Now, a team of researchers may have discovered a new, potentially non-invasive screening tool based on individuals’ gut microbiota, which could be used as a complement to colonoscopies and other screening tests.
“Different research groups, us included, have hypothesised that gut microbiota, considered a major environmental factor for our health, may play a role in colon cancer,” explained to Gut Microbiota Worldwatch Julien Tap, a microbial ecologist and data analyst at the MetaGenoPolis project and co-author of the study published in Molecular System Biology. In previous studies, abnormalities in this microbial community have been reported to be linked to obesity, inflammatory bowel disease (IBD) and colorectal cancer. Nevertheless, the bacterial community inhabiting our gut has never been explored for potential screening to detect early-stage tumours.
The researchers collected stool samples from 61 healthy people, 53 patients with advanced colon or rectal cancer and 42 people with precancerous intestinal polyps. It is important to remark that scientists asked subjects to give those samples days to weeks before they had bowel cleaning for a colonoscopy, as they suspected it could impact the gut microbiota composition, including bias for any metagenomics test.

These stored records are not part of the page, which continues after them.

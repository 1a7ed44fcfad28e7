//! Voice session commands.
//!
//! Thin delegation layer over [`crate::session::VoiceCore`]; all of the
//! mesh/signaling/device logic lives there.

use tauri::{command, State};
use tracing::{debug, info};

use crate::audio::AudioDeviceList;
use crate::device;
use crate::session::state::VoiceMode;
use crate::session::{VoiceSessionSnapshot, VoiceCore};
use crate::stats::StatsSnapshot;
use crate::AppState;

async fn core(state: &State<'_, AppState>) -> Result<std::sync::Arc<VoiceCore>, String> {
    state.core.read().await.clone().ok_or_else(|| "voice gateway not connected".to_string())
}

#[command]
pub async fn join_voice(channel_id: String, state: State<'_, AppState>) -> Result<(), String> {
    info!(channel_id = %channel_id, "joining voice channel");
    core(&state).await?.join_voice(channel_id).await.map_err(|e| e.to_string())
}

#[command]
pub async fn leave_voice(state: State<'_, AppState>) -> Result<(), String> {
    info!("leaving voice channel");
    core(&state).await?.leave_voice().await.map_err(|e| e.to_string())
}

#[command]
pub async fn set_mute(muted: bool, state: State<'_, AppState>) -> Result<(), String> {
    debug!(muted, "setting mute");
    core(&state).await?.set_mute(muted).await.map_err(|e| e.to_string())
}

#[command]
pub async fn set_deafen(deafened: bool, state: State<'_, AppState>) -> Result<(), String> {
    debug!(deafened, "setting deafen");
    core(&state).await?.set_deafen(deafened).await.map_err(|e| e.to_string())
}

#[command]
pub async fn set_voice_mode(mode: VoiceMode, state: State<'_, AppState>) -> Result<(), String> {
    core(&state).await?.set_voice_mode(mode).await;
    Ok(())
}

#[command]
pub async fn set_ptt_active(active: bool, state: State<'_, AppState>) -> Result<(), String> {
    core(&state).await?.set_ptt_active(active).await;
    Ok(())
}

#[command]
pub async fn set_input_sensitivity(sensitivity: f32, state: State<'_, AppState>) -> Result<(), String> {
    core(&state).await?.set_input_sensitivity(sensitivity).await;
    Ok(())
}

#[command]
pub async fn set_user_volume(peer_id: String, pct: u32, state: State<'_, AppState>) -> Result<(), String> {
    core(&state).await?.set_user_volume(&peer_id, pct).await;
    Ok(())
}

#[command]
pub async fn moderate_voice_state(
    target_user_id: String,
    muted: bool,
    deafened: bool,
    state: State<'_, AppState>,
) -> Result<(), String> {
    core(&state).await?.moderate_voice_state(target_user_id, muted, deafened).await.map_err(|e| e.to_string())
}

#[command]
pub async fn get_voice_snapshot(state: State<'_, AppState>) -> Result<VoiceSessionSnapshot, String> {
    Ok(core(&state).await?.snapshot().await)
}

#[command]
pub async fn get_voice_stats(state: State<'_, AppState>) -> Result<Option<StatsSnapshot>, String> {
    Ok(core(&state).await?.stats().await)
}

/// Enumerate audio devices. Does not require an active gateway connection.
#[command]
pub async fn get_audio_devices() -> Result<AudioDeviceList, String> {
    let host = cpal::default_host();
    let inputs = device::enumerate_input_devices(&host).map_err(|e| e.to_string())?;
    let outputs = device::enumerate_output_devices(&host).map_err(|e| e.to_string())?;
    Ok(AudioDeviceList { inputs, outputs })
}

#[command]
pub async fn set_input_device(device_id: Option<String>, state: State<'_, AppState>) -> Result<(), String> {
    info!(device_id = ?device_id, "setting input device");
    core(&state).await?.set_input_device(device_id).await.map_err(|e| e.to_string())
}

#[command]
pub async fn set_output_device(device_id: Option<String>, state: State<'_, AppState>) -> Result<(), String> {
    info!(device_id = ?device_id, "setting output device");
    core(&state).await?.set_output_device(device_id).await.map_err(|e| e.to_string())
}

#[command]
pub async fn start_mic_test(device_id: Option<String>, state: State<'_, AppState>) -> Result<(), String> {
    info!("starting mic test");
    core(&state).await?.local_media.microphone.audio().lock().await.start_mic_test(device_id).await.map_err(|e| e.to_string())
}

#[command]
pub async fn stop_mic_test(state: State<'_, AppState>) -> Result<(), String> {
    core(&state).await?.local_media.microphone.audio().lock().await.stop_mic_test().await;
    Ok(())
}

#[command]
pub async fn get_mic_level(state: State<'_, AppState>) -> Result<u8, String> {
    Ok(core(&state).await?.local_media.microphone.audio().lock().await.get_mic_test_level())
}
//! Camera acquisition, publication, and mid-session fanout (§4.B/§4.H).
//!
//! Grounded in `commands/webcam.rs`'s capture -> encode -> RTP pipeline,
//! generalized so the resulting track is published to every mesh peer
//! (instead of one singleton WebRTC connection) with the track-info
//! side-channel message required by the demultiplexer (§4.F) sent before
//! `addTrack`, and renegotiation run through each peer's own queue.

use std::sync::Arc;

use thiserror::Error;
use tokio::sync::{mpsc, watch, Mutex, RwLock};
use tracing::{error, info, warn};
use webrtc::track::track_local::track_local_static_rtp::TrackLocalStaticRTP;
use webrtc::track::track_local::TrackLocal;

use crate::capture::webcam::{enumerate_webcam_devices, WebcamCapturer};
use crate::capture::I420Frame;
use crate::peer::{new_video_track, PeerRegistry};
use crate::signaling::transport::{ClientEvent, SignalingTransport};
use crate::video::encoder::{VideoEncoder, Vp9Encoder};
use crate::video::rtp::VideoRtpSender;
use crate::video::{EncodedPacket, QualityParams, VideoError};

#[derive(Error, Debug)]
pub enum CameraError {
    #[error(transparent)]
    Video(#[from] VideoError),
    #[error("{0}")]
    Capture(String),
    #[error("camera already active")]
    AlreadyActive,
    #[error("camera not active")]
    NotActive,
}

struct CameraSession {
    track: Arc<TrackLocalStaticRTP>,
    shutdown_tx: watch::Sender<bool>,
    capturer_handle: tokio::task::JoinHandle<()>,
    encoder_handle: tokio::task::JoinHandle<()>,
    rtp_handle: tokio::task::JoinHandle<()>,
}

pub struct CameraHandle {
    session: RwLock<Option<CameraSession>>,
    starting: Mutex<()>,
}

impl CameraHandle {
    pub fn new() -> Self {
        Self {
            session: RwLock::new(None),
            starting: Mutex::new(()),
        }
    }

    pub async fn track(&self) -> Option<Arc<TrackLocalStaticRTP>> {
        self.session.read().await.as_ref().map(|s| s.track.clone())
    }

    pub async fn is_active(&self) -> bool {
        self.session.read().await.is_some()
    }

    /// Acquire the camera and begin the capture -> encode -> RTP pipeline,
    /// without publishing anywhere. Callers add the resulting track to
    /// peer connections themselves (new peers pick it up automatically via
    /// [`super::LocalTrackSource::camera_track`]; existing peers need
    /// [`Self::publish_to_existing_peers`]).
    pub async fn start(
        &self,
        device_index: Option<u32>,
        quality: &str,
    ) -> Result<Arc<TrackLocalStaticRTP>, CameraError> {
        let _guard = self.starting.lock().await;
        if self.session.read().await.is_some() {
            return Err(CameraError::AlreadyActive);
        }

        let params = QualityParams::from_webcam_tier(quality)
            .map_err(CameraError::Capture)?;
        let device_index = device_index.unwrap_or(0);

        let device_name = enumerate_webcam_devices()
            .ok()
            .and_then(|devices| devices.into_iter().find(|d| d.index == device_index).map(|d| d.name))
            .unwrap_or_else(|| format!("Camera {device_index}"));

        let local_track = new_video_track("video", "camera");

        let (shutdown_tx, shutdown_rx) = watch::channel(false);
        let shutdown_rx2 = shutdown_tx.subscribe();
        let (frame_tx, mut frame_rx) = mpsc::channel::<I420Frame>(2);

        let capturer = WebcamCapturer::new(device_index, params.fps, params.width, params.height);
        let capturer_handle = capturer
            .start(frame_tx, shutdown_rx)
            .map_err(CameraError::Capture)?;

        let (pkt_tx, mut pkt_rx) = mpsc::channel::<Vec<EncodedPacket>>(4);
        let encoder_handle = tokio::task::spawn_blocking(move || {
            let mut encoder = match Vp9Encoder::new(&params) {
                Ok(e) => e,
                Err(e) => {
                    error!(error = %e, "failed to create camera encoder");
                    return;
                }
            };
            let shutdown_rx = shutdown_rx2;
            loop {
                if *shutdown_rx.borrow() {
                    break;
                }
                match frame_rx.try_recv() {
                    Ok(i420) => match encoder.encode(&i420) {
                        Ok(packets) => {
                            if !packets.is_empty() && pkt_tx.blocking_send(packets).is_err() {
                                break;
                            }
                        }
                        Err(e) => warn!(error = %e, "camera encode error"),
                    },
                    Err(mpsc::error::TryRecvError::Empty) => {
                        std::thread::sleep(std::time::Duration::from_millis(1));
                    }
                    Err(mpsc::error::TryRecvError::Disconnected) => break,
                }
            }
        });

        let rtp_track = local_track.clone();
        let rtp_handle = tokio::spawn(async move {
            let sender = VideoRtpSender::new(rtp_track);
            while let Some(packets) = pkt_rx.recv().await {
                for pkt in &packets {
                    if let Err(e) = sender.send_packet(pkt).await {
                        warn!(error = %e, "camera rtp send error");
                    }
                }
            }
        });

        *self.session.write().await = Some(CameraSession {
            track: local_track.clone(),
            shutdown_tx,
            capturer_handle,
            encoder_handle,
            rtp_handle,
        });

        info!(device = %device_name, "camera started");
        Ok(local_track)
    }

    pub async fn stop(&self) -> Result<(), CameraError> {
        let session = self.session.write().await.take().ok_or(CameraError::NotActive)?;
        let _ = session.shutdown_tx.send(true);
        let _ = tokio::time::timeout(std::time::Duration::from_secs(3), async {
            let _ = session.capturer_handle.await;
            let _ = session.encoder_handle.await;
            let _ = session.rtp_handle.await;
        })
        .await;
        info!("camera stopped");
        Ok(())
    }

    /// Publish the already-acquired camera track to every existing peer:
    /// track-info, then `addTrack`, then renegotiate under that peer's
    /// queue. Used when the camera is started mid-session (§4.H).
    pub async fn publish_to_existing_peers(
        &self,
        registry: &PeerRegistry,
        transport: &Arc<dyn SignalingTransport>,
    ) {
        let Some(track) = self.track().await else {
            return;
        };

        for peer in registry.all().await {
            let _ = transport
                .send(ClientEvent::SendSignal {
                    target_user_id: peer.id.clone(),
                    payload: serde_json::json!({
                        "type": "track-info",
                        "trackType": "camera",
                        "trackId": track.id(),
                    }),
                })
                .await;

            let transport = transport.clone();
            let pid = peer.id.clone();
            let track = track.clone();
            let peer_for_sender = peer.clone();
            peer.queue
                .enqueue(&pid, || async move {
                    let pc = peer_for_sender.pc.clone();
                    let sender = pc
                        .add_track(track.clone() as Arc<dyn TrackLocal + Send + Sync>)
                        .await
                        .map_err(|e| e.to_string())?;
                    *peer_for_sender.camera_sender.write().await = Some(sender);
                    *peer_for_sender.camera_track.write().await = Some(track);

                    let offer = pc.create_offer(None).await.map_err(|e| e.to_string())?;
                    pc.set_local_description(offer.clone())
                        .await
                        .map_err(|e| e.to_string())?;
                    transport
                        .send(ClientEvent::SendSignal {
                            target_user_id: pid,
                            payload: serde_json::json!({"type": "offer", "sdp": offer.sdp}),
                        })
                        .await
                        .map_err(|e| e.to_string())
                })
                .await;
        }
    }

    /// Remove the camera sender from every peer and renegotiate, used on
    /// `stop_camera` while peers are connected.
    pub async fn unpublish_from_existing_peers(
        &self,
        registry: &PeerRegistry,
        transport: &Arc<dyn SignalingTransport>,
    ) {
        for peer in registry.all().await {
            if peer.camera_sender.read().await.is_none() {
                continue;
            }

            let transport = transport.clone();
            let pid = peer.id.clone();
            let peer_for_sender = peer.clone();
            peer.queue
                .enqueue(&pid, || async move {
                    let pc = peer_for_sender.pc.clone();
                    let sender = peer_for_sender.camera_sender.write().await.take();
                    let Some(sender) = sender else { return Ok(()) };
                    pc.remove_track(&sender).await.map_err(|e| e.to_string())?;
                    *peer_for_sender.camera_track.write().await = None;

                    let offer = pc.create_offer(None).await.map_err(|e| e.to_string())?;
                    pc.set_local_description(offer.clone())
                        .await
                        .map_err(|e| e.to_string())?;
                    transport
                        .send(ClientEvent::SendSignal {
                            target_user_id: pid,
                            payload: serde_json::json!({"type": "offer", "sdp": offer.sdp}),
                        })
                        .await
                        .map_err(|e| e.to_string())
                })
                .await;
        }
    }
}

impl Default for CameraHandle {
    fn default() -> Self {
        Self::new()
    }
}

By performing stool DNA sequencing and bioinformatics analysis, they characterised the gut microbiota from patients’ stool samples and found different features of the bacterial population in each group of individuals. Researchers also collected information on body mass index, age and ethnicity – three factors known to also influence colorectal cancer.
Their findings revealed both enrichment and a depletion of several populations of bacteria that were related to adenomas and carcinomas. “A study published in 2013 by Kostic and colleagues showed how Fusobacterium nucleatum potentiates intestinal tumourgenesis and modulates the tumour-immune microenvironment. In our study, we actually found that certain specific subspecies of Fusobacterium nucleatum are particularly enriched in colon cancer patients. We validated this with an independent cohort including 335 patients from different countries,” said Tap.
The proposed gut microbiota test is aimed at complementing existing screening procedures, such as Faecal Occult Blood Test (FOBT). Researchers found that the ability to detect the presence of precancerous and cancerous lesions was improved when they combined both methods and included subjects’ demographic data.
“If we use them [metagenomics and FOBT tests] together, sensibility increases more than 45% over the FOBT test alone. The metagenomics test actually provides different information compared to the FOBT test. We even showed that the metagenomics test has the potential to be more sensitive for early stages of colon cancer compared to the FOBT test. This last point is important as the chance of survival is higher when colon cancer is treated early,” highlighted Tap.
If these results are confirmed in a larger population study, they may lead to a new non-invasive stool test that could very efficiently and effectively screen for colon cancer and even precancerous lesions. “In the future, we could even imagine sequencing our DNA and our metagenomes using an USB pen-like device, so all findings highlighted in our study could be translated into a routine service in local laboratories, with low costs,” claimed Tap.